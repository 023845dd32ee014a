//! Unified error handling for the scaffolder core.
//!
//! This module provides a unified error type that wraps domain and application
//! errors, with rich context and user-actionable suggestions.

use thiserror::Error;

use crate::application::ApplicationError;
use crate::domain::DomainError;

/// Root error type for core operations.
#[derive(Debug, Error, Clone, PartialEq, Eq)]
pub enum ScaffoldError {
    /// Errors from the domain layer (invalid input, broken bundle invariants).
    #[error(transparent)]
    Domain(#[from] DomainError),

    /// Errors from the application layer (orchestration failures).
    #[error(transparent)]
    Application(#[from] ApplicationError),

    /// Configuration or setup errors.
    #[error("Configuration error: {message}")]
    Configuration { message: String },

    /// Unexpected internal errors (bugs).
    #[error("Internal error: {message}. This is a bug, please report it.")]
    Internal { message: String },
}

impl ScaffoldError {
    /// Get user-actionable suggestions for fixing this error.
    pub fn suggestions(&self) -> Vec<String> {
        match self {
            Self::Domain(e) => e.suggestions(),
            Self::Application(e) => e.suggestions(),
            Self::Configuration { message } => vec![
                format!("Configuration issue: {}", message),
                "Check your setup and try again".into(),
            ],
            Self::Internal { .. } => vec![
                "This appears to be a bug in odoo-scaffold".into(),
                "Please report this issue at: https://github.com/cosecruz/odoo-scaffold/issues"
                    .into(),
            ],
        }
    }

    /// Get error category for display/styling purposes.
    pub fn category(&self) -> ErrorCategory {
        match self {
            Self::Domain(e) => match e.category() {
                crate::domain::ErrorCategory::Validation => ErrorCategory::Validation,
                crate::domain::ErrorCategory::Internal => ErrorCategory::Internal,
            },
            Self::Application(e) => e.category(),
            Self::Configuration { .. } => ErrorCategory::Configuration,
            Self::Internal { .. } => ErrorCategory::Internal,
        }
    }

    /// `true` when the target module directory was already present.
    ///
    /// Scripts that re-run generation can treat this as "already done";
    /// every other error needs a change of input or environment.
    pub fn is_already_done(&self) -> bool {
        matches!(
            self,
            Self::Application(ApplicationError::AlreadyExists { .. })
        )
    }

    /// `true` when the identifier itself was rejected.
    pub fn is_invalid_identifier(&self) -> bool {
        matches!(self, Self::Domain(DomainError::InvalidIdentifier { .. }))
    }
}

/// Error categories for UI display.
#[derive(Debug, Clone, Copy, PartialEq, Eq)]
pub enum ErrorCategory {
    Validation,
    Conflict,
    Configuration,
    Internal,
}

/// Convenient result type alias.
pub type ScaffoldResult<T> = Result<T, ScaffoldError>;

#[cfg(test)]
mod tests {
    use super::*;
    use std::path::PathBuf;

    #[test]
    fn collision_and_validation_are_distinguishable() {
        let exists: ScaffoldError = ApplicationError::AlreadyExists {
            path: PathBuf::from("/tmp/m"),
        }
        .into();
        let invalid: ScaffoldError = DomainError::InvalidIdentifier {
            identifier: "9bad".into(),
            reason: "starts with a digit".into(),
        }
        .into();

        assert!(exists.is_already_done());
        assert!(!exists.is_invalid_identifier());
        assert!(invalid.is_invalid_identifier());
        assert!(!invalid.is_already_done());
        assert_eq!(exists.category(), ErrorCategory::Conflict);
        assert_eq!(invalid.category(), ErrorCategory::Validation);
    }

    #[test]
    fn io_failure_suggestions_list_partial_writes() {
        let err: ScaffoldError = ApplicationError::IoFailure {
            path: PathBuf::from("/tmp/m/views/menu.xml"),
            reason: "permission denied".into(),
            written: vec![PathBuf::from("/tmp/m/__manifest__.py")],
        }
        .into();
        assert!(
            err.suggestions()
                .iter()
                .any(|s| s.contains("__manifest__.py"))
        );
        assert_eq!(err.category(), ErrorCategory::Internal);
    }
}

========

» Work order: The whole listing above should be copied out exactly.

» Result below:
repository 023845dd32ee014a
//! Unified error handling for the scaffolder core.
//!
//! This module provides a unified error type that wraps domain and application
//! errors, with rich context and user-actionable suggestions.

use thiserror::Error;

use crate::application::ApplicationError;
use crate::domain::DomainError;

/// Root error type for core operations.
#[derive(Debug, Error, Clone, PartialEq, Eq)]
pub enum ScaffoldError {
    /// Errors from the domain layer (invalid input, broken bundle invariants).
    #[error(transparent)]
    Domain(#[from] DomainError),

    /// Errors from the application layer (orchestration failures).
    #[error(transparent)]
    Application(#[from] ApplicationError),

    /// Configuration or setup errors.
    #[error("Configuration error: {message}")]
    Configuration { message: String },

    /// Unexpected internal errors (bugs).
    #[error("Internal error: {message}. This is a bug, please report it.")]
    Internal { message: String },
}

impl ScaffoldError {
    /// Get user-actionable suggestions for fixing this error.
    pub fn suggestions(&self) -> Vec<String> {
        match self {
            Self::Domain(e) => e.suggestions(),
            Self::Application(e) => e.suggestions(),
            Self::Configuration { message } => vec![
                format!("Configuration issue: {}", message),
                "Check your setup and try again".into(),
            ],
            Self::Internal { .. } => vec![
                "This appears to be a bug in odoo-scaffold".into(),
                "Please report this issue at: https://github.com/cosecruz/odoo-scaffold/issues"
                    .into(),
            ],
        }
    }

    /// Get error category for display/styling purposes.
    pub fn category(&self) -> ErrorCategory {
        match self {
            Self::Domain(e) => match e.category() {
                crate::domain::ErrorCategory::Validation => ErrorCategory::Validation,
                crate::domain::ErrorCategory::Internal => ErrorCategory::Internal,
            },
            Self::Application(e) => e.category(),
            Self::Configuration { .. } => ErrorCategory::Configuration,
            Self::Internal { .. } => ErrorCategory::Internal,
        }
    }

    /// `true` when the target module directory was already present.
    ///
    /// Scripts that re-run generation can treat this as "already done";
    /// every other error needs a change of input or environment.
    pub fn is_already_done(&self) -> bool {
        matches!(
            self,
            Self::Application(ApplicationError::AlreadyExists { .. })
        )
    }

    /// `true` when the identifier itself was rejected.
    pub fn is_invalid_identifier(&self) -> bool {
        matches!(self, Self::Domain(DomainError::InvalidIdentifier { .. }))
    }
}

/// Error categories for UI display.
#[derive(Debug, Clone, Copy, PartialEq, Eq)]
pub enum ErrorCategory {
    Validation,
    Conflict,
    Configuration,
    Internal,
}

/// Convenient result type alias.
pub type ScaffoldResult<T> = Result<T, ScaffoldError>;

#[cfg(test)]
mod tests {
    use super::*;
    use std::path::PathBuf;

    #[test]
    fn collision_and_validation_are_distinguishable() {
        let exists: ScaffoldError = ApplicationError::AlreadyExists {
            path: PathBuf::from("/tmp/m"),
        }
        .into();
        let invalid: ScaffoldError = DomainError::InvalidIdentifier {
            identifier: "9bad".into(),
            reason: "starts with a digit".into(),
        }
        .into();

        assert!(exists.is_already_done());
        assert!(!exists.is_invalid_identifier());
        assert!(invalid.is_invalid_identifier());
        assert!(!invalid.is_already_done());
        assert_eq!(exists.category(), ErrorCategory::Conflict);
        assert_eq!(invalid.category(), ErrorCategory::Validation);
    }

    #[test]
    fn io_failure_suggestions_list_partial_writes() {
        let err: ScaffoldError = ApplicationError::IoFailure {
            path: PathBuf::from("/tmp/m/views/menu.xml"),
            reason: "permission denied".into(),
            written: vec![PathBuf::from("/tmp/m/__manifest__.py")],
        }
        .into();
        assert!(
            err.suggestions()
                .iter()
                .any(|s| s.contains("__manifest__.py"))
        );
        assert_eq!(err.category(), ErrorCategory::Internal);
    }
}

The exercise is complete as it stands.